According to experts every meal should be divided in terms of such nutrients, and the breakfast should have following division of calories:
- Carbohydrates: 45
- Proteins: 35
- Fats: 20
Carbohydrates contain every essential mineral and vitamin; it’s a main source of energy, hence we need it in high quantity. However, fats are of two types of which healthy fats should be used daily in the form of nuts, olive oil, and avocados etc. Protein is also essential that you can take from dairy products.
Another thing is calcium which is essential for our bones or teeth, and it should also be a part of our breakfast.
There are different ways through which you can add these minerals in your breakfast, as you can take whole grains because it is rich in fiber, minerals as well as vitamins. For breakfast you can have it in the form of whole grain cereals, whole grain breads, oatmeal, and granola that should be low-fat. You can have these carbohydrates in a moderate form.
Protein keeps you full; hence you will not take many calories. You can have one cup of skim milk as it is fatless with 8 grams of protein. You can also add skim milk to coffee, tea, oatmeal or any cereal.
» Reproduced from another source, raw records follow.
//! Engine configuration

use chrono::Duration;
use serde::{Deserialize, Serialize};

/// Configuration for the authorization service
#[derive(Clone, Debug, Default, Serialize, Deserialize)]
pub struct EngineConfig {
    #[serde(default)]
    pub session: SessionConfig,

    #[serde(default)]
    pub events: EventConfig,
}

/// Session validity window
#[derive(Clone, Debug, Serialize, Deserialize)]
pub struct SessionConfig {
    /// Used when a session is created without an explicit ttl
    #[serde(default = "default_ttl_secs")]
    pub default_ttl_secs: u64,

    /// Longest ttl a caller may request
    #[serde(default = "default_max_ttl_secs")]
    pub max_ttl_secs: u64,
}

impl SessionConfig {
    /// Saturates at the longest representable duration
    pub fn default_ttl(&self) -> Duration {
        i64::try_from(self.default_ttl_secs)
            .ok()
            .and_then(Duration::try_seconds)
            .unwrap_or(Duration::MAX)
    }
}

impl Default for SessionConfig {
    fn default() -> Self {
        Self {
            default_ttl_secs: default_ttl_secs(),
            max_ttl_secs: default_max_ttl_secs(),
        }
    }
}

/// Session event broadcasting
#[derive(Clone, Debug, Serialize, Deserialize)]
pub struct EventConfig {
    /// Buffered events per subscriber before lagging ones miss events
    #[serde(default = "default_channel_capacity")]
    pub channel_capacity: usize,
}

impl Default for EventConfig {
    fn default() -> Self {
        Self {
            channel_capacity: default_channel_capacity(),
        }
    }
}

fn default_ttl_secs() -> u64 {
    15 * 60
}

fn default_max_ttl_secs() -> u64 {
    24 * 60 * 60
}

fn default_channel_capacity() -> usize {
    256
}
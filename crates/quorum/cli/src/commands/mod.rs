//! quorumctl subcommands

pub mod evaluate;
pub mod roles;
pub mod rules;
pub mod simulate;
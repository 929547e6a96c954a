//! Role registry listing

use crate::error::CliResult;
use crate::output::{print_rows, OutputFormat};
use quorum_types::OfficerRole;
use serde::Serialize;
use tabled::Tabled;

/// One officer role for display
#[derive(Debug, Serialize, Tabled)]
pub struct RoleRow {
    #[tabled(rename = "Rank")]
    pub rank: u8,
    #[tabled(rename = "Key")]
    pub key: &'static str,
    #[tabled(rename = "Title")]
    pub title: &'static str,
    #[tabled(rename = "Substitute")]
    pub substitute: String,
    #[tabled(rename = "Stands in for")]
    pub stands_in_for: String,
}

impl From<OfficerRole> for RoleRow {
    fn from(role: OfficerRole) -> Self {
        let title_or_dash = |r: Option<OfficerRole>| r.map_or("-".to_string(), |r| r.title().to_string());
        Self {
            rank: role.rank(),
            key: role.key(),
            title: role.title(),
            substitute: title_or_dash(role.substitute()),
            stands_in_for: title_or_dash(role.principal_for()),
        }
    }
}

pub fn role_rows() -> Vec<RoleRow> {
    OfficerRole::ALL.into_iter().map(RoleRow::from).collect()
}

/// Execute `roles`
pub fn execute(format: OutputFormat) -> CliResult<()> {
    print_rows(role_rows(), format)
}

#[cfg(test)]
mod tests {
    use super::*;

    #[test]
    fn test_role_rows() {
        let rows = role_rows();
        assert_eq!(rows.len(), 9);
        assert_eq!(rows[0].title, "President");
        assert_eq!(rows[0].substitute, "Vice President");
        assert_eq!(rows[1].stands_in_for, "President");
        assert_eq!(rows[8].substitute, "-");
    }
}
//! CLI configuration
//!
//! Layered as defaults, then an optional file, then `QUORUM_*` environment
//! variables. Nested keys use a double underscore, for example
//! `QUORUM_SESSION__DEFAULT_TTL_SECS=300`.

use quorum_engine::{EngineConfig, EventConfig, SessionConfig};
use serde::{Deserialize, Serialize};

/// quorumctl configuration
#[derive(Debug, Clone, Default, Serialize, Deserialize)]
pub struct CliConfig {
    #[serde(default)]
    pub session: SessionConfig,

    #[serde(default)]
    pub events: EventConfig,

    #[serde(default)]
    pub logging: LoggingConfig,
}

/// Logging configuration
#[derive(Debug, Clone, Serialize, Deserialize)]
pub struct LoggingConfig {
    /// Filter used when `RUST_LOG` is unset
    #[serde(default = "default_log_level")]
    pub level: String,

    /// Emit JSON log lines instead of plain text
    #[serde(default)]
    pub json: bool,
}

impl Default for LoggingConfig {
    fn default() -> Self {
        Self {
            level: default_log_level(),
            json: false,
        }
    }
}

fn default_log_level() -> String {
    "warn".to_string()
}

impl CliConfig {
    /// Load configuration from file and environment
    pub fn load(path: Option<&str>) -> Result<Self, config::ConfigError> {
        let mut builder = config::Config::builder();

        builder = builder.add_source(config::Config::try_from(&CliConfig::default())?);

        if let Some(path) = path {
            builder = builder.add_source(config::File::with_name(path).required(false));
        }

        builder = builder.add_source(
            config::Environment::with_prefix("QUORUM")
                .prefix_separator("_")
                .separator("__")
                .try_parsing(true),
        );

        builder.build()?.try_deserialize()
    }

    /// The engine's share of the configuration
    pub fn engine(&self) -> EngineConfig {
        EngineConfig {
            session: self.session.clone(),
            events: self.events.clone(),
        }
    }
}

#[cfg(test)]
mod tests {
    use super::*;

    #[test]
    fn test_default_config() {
        let config = CliConfig::default();
        assert_eq!(config.session.default_ttl_secs, 900);
        assert_eq!(config.logging.level, "warn");
        assert!(!config.logging.json);
    }

    #[test]
    fn test_load_missing_file_uses_defaults() {
        let config = CliConfig::load(Some("/nonexistent/path/quorum")).unwrap();
        assert_eq!(config.session.max_ttl_secs, 86_400);
        assert_eq!(config.engine().events.channel_capacity, 256);
    }

    #[test]
    fn test_load_from_file() {
        let dir = std::env::temp_dir().join(format!("quorumctl-config-{}", std::process::id()));
        std::fs::create_dir_all(&dir).unwrap();
        let path = dir.join("quorum.json");
        std::fs::write(
            &path,
            r#"{"session": {"default_ttl_secs": 120}, "logging": {"json": true}}"#,
        )
        .unwrap();

        let config = CliConfig::load(path.to_str()).unwrap();
        assert_eq!(config.session.default_ttl_secs, 120);
        assert_eq!(config.session.max_ttl_secs, 86_400);
        assert!(config.logging.json);

        std::fs::remove_dir_all(&dir).unwrap();
    }
}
Eggs are also good source of protein, and one large egg has only 70 calories with 6 g of protein, and only 5 g of fat, however it has more cholesterol so those who have cholesterol issues should avoid eggs. You should also avoid sausages or bacon because these are rich in fat.
How much calcium you should take depends on your age as well as gender; but as an average you should have 1,000 mg of calcium on a regular basis. The main sources are milk, yogurt and cheese, but adults should have low-fat diet so better use skim milk which has 306 mg of calcium. Whereas, low-fat cheese has 207 mg of calcium and an 8-ounce fat-free yogurt has 452 mg of calcium. However, children has no issues with fat hence they can take normal foods.
This is also essential and you can take it in the form of whole grain bread, and fruits or fruit juices. You can also add fiber rich fruits in your cereal or low-fat yogurt.